President Trump has already labeled major press outlets the “fake news media” and the “enemy of the people.” His administration has blocked major news outlets from a briefing because it didn’t like what they published.

With that in mind, the public should understand “censorship by PIO” at the federal level: For years, in many federal agencies, staff members have been prohibited from communicating with any journalist without notifying the authorities, usually the public information officers. And they often are unable to talk without PIO guards actively monitoring them.

Now, conversations will be approved or blocked by people appointed by the Trump Administration, some of them political operatives.

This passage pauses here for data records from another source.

//! Driving port for patrol record queries.

use async_trait::async_trait;
use pagination::{PageEnvelope, PageRequest};
use uuid::Uuid;

use crate::domain::{Error, PatrolRecord};

/// High-level list filters; an absent field contributes no predicate.
#[derive(Debug, Clone, Default, PartialEq, Eq)]
pub struct RecordFilter {
    /// Exact checkpoint match.
    pub checkpoint: Option<String>,
    /// Case-sensitive guard-name substring match.
    pub guard_name: Option<String>,
    /// Inclusive lower bound on the device-recorded timestamp.
    pub start_time: Option<i64>,
    /// Inclusive upper bound on the device-recorded timestamp.
    pub end_time: Option<i64>,
    /// `true` restricts to records with a non-empty note; `false` and
    /// absent are equivalent and add nothing.
    pub has_notes: Option<bool>,
}

/// A filtered, paginated list request.
#[derive(Debug, Clone, Default, PartialEq, Eq)]
pub struct ListRecordsRequest {
    /// Filters to combine as a logical AND.
    pub filter: RecordFilter,
    /// Validated page parameters.
    pub page: PageRequest,
}

/// Port for the list and by-id read use cases.
#[cfg_attr(test, mockall::automock)]
#[async_trait]
pub trait PatrolRecordsQuery: Send + Sync {
    /// Return a page envelope of matching records, most recent scan first.
    async fn list_records(
        &self,
        request: ListRecordsRequest,
    ) -> Result<PageEnvelope<PatrolRecord>, Error>;

    /// Return the record with the given id.
    ///
    /// # Errors
    ///
    /// Returns a not-found error when no such record exists.
    async fn get_record(&self, id: Uuid) -> Result<PatrolRecord, Error>;
}

/// Fixture implementation for tests that do not exercise queries.
#[derive(Debug, Default, Clone, Copy)]
pub struct FixturePatrolRecordsQuery;

#[async_trait]
impl PatrolRecordsQuery for FixturePatrolRecordsQuery {
    async fn list_records(
        &self,
        request: ListRecordsRequest,
    ) -> Result<PageEnvelope<PatrolRecord>, Error> {
        Ok(PageEnvelope::new(Vec::new(), 0, request.page))
    }

    async fn get_record(&self, id: Uuid) -> Result<PatrolRecord, Error> {
        Err(Error::not_found(format!("patrol record {id} not found")))
    }
}
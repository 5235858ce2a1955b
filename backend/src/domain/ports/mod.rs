//! Domain ports and supporting types for the hexagonal boundary.

mod camera_snapshot_source;
mod image_store;
mod patrol_command;
mod patrol_image_query;
mod patrol_query;
mod patrol_record_repository;
mod report_query;

#[cfg(test)]
pub use camera_snapshot_source::MockCameraSnapshotSource;
pub use camera_snapshot_source::{
    CameraSnapshot, CameraSnapshotError, CameraSnapshotSource, FixtureCameraSnapshotSource,
};
#[cfg(test)]
pub use image_store::MockImageStore;
pub use image_store::{FixtureImageStore, ImageStore, ImageStoreError, StoredImage};
#[cfg(test)]
pub use patrol_command::MockPatrolRecordsCommand;
pub use patrol_command::{FixturePatrolRecordsCommand, PatrolRecordsCommand};
#[cfg(test)]
pub use patrol_image_query::MockPatrolImageQuery;
pub use patrol_image_query::{FixturePatrolImageQuery, PatrolImageQuery};
#[cfg(test)]
pub use patrol_query::MockPatrolRecordsQuery;
pub use patrol_query::{
    FixturePatrolRecordsQuery, ListRecordsRequest, PatrolRecordsQuery, RecordFilter,
};
#[cfg(test)]
pub use patrol_record_repository::MockPatrolRecordRepository;
pub use patrol_record_repository::{
    FixturePatrolRecordRepository, PatrolRecordRepository, PatrolRecordRepositoryError,
    RecordPage, RecordPredicate, TextField, TimeField,
};
#[cfg(test)]
pub use report_query::MockPatrolReportsQuery;
pub use report_query::{
    CheckpointActivity, FixturePatrolReportsQuery, GuardActivity, PatrolReportsQuery,
    PatrolSummary, TimeRange,
};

The information about the “administrative state” that impacts our lives constantly is under these controls. They also cover much of the data through which we understand our world and our lives.

In January, according to the Washington Post: “Trump called the government’s job numbers ‘phony.’ What happens now that he is in charge of them?”

Some of us may feel less comfortable with Trump people controlling this information flow. But actually a surge in these controls has been building in the federal government and through the U.S. culture for two decades or more.

In many entities, public and private, federal, state, and local those in power decree that no one will talk to journalists without notifying the PIO. Congressional offices even have the restrictions.

They are convenient for bosses. Under that oversight staff people are unlikely to talk about all the stuff that’s always there, outside of the official story.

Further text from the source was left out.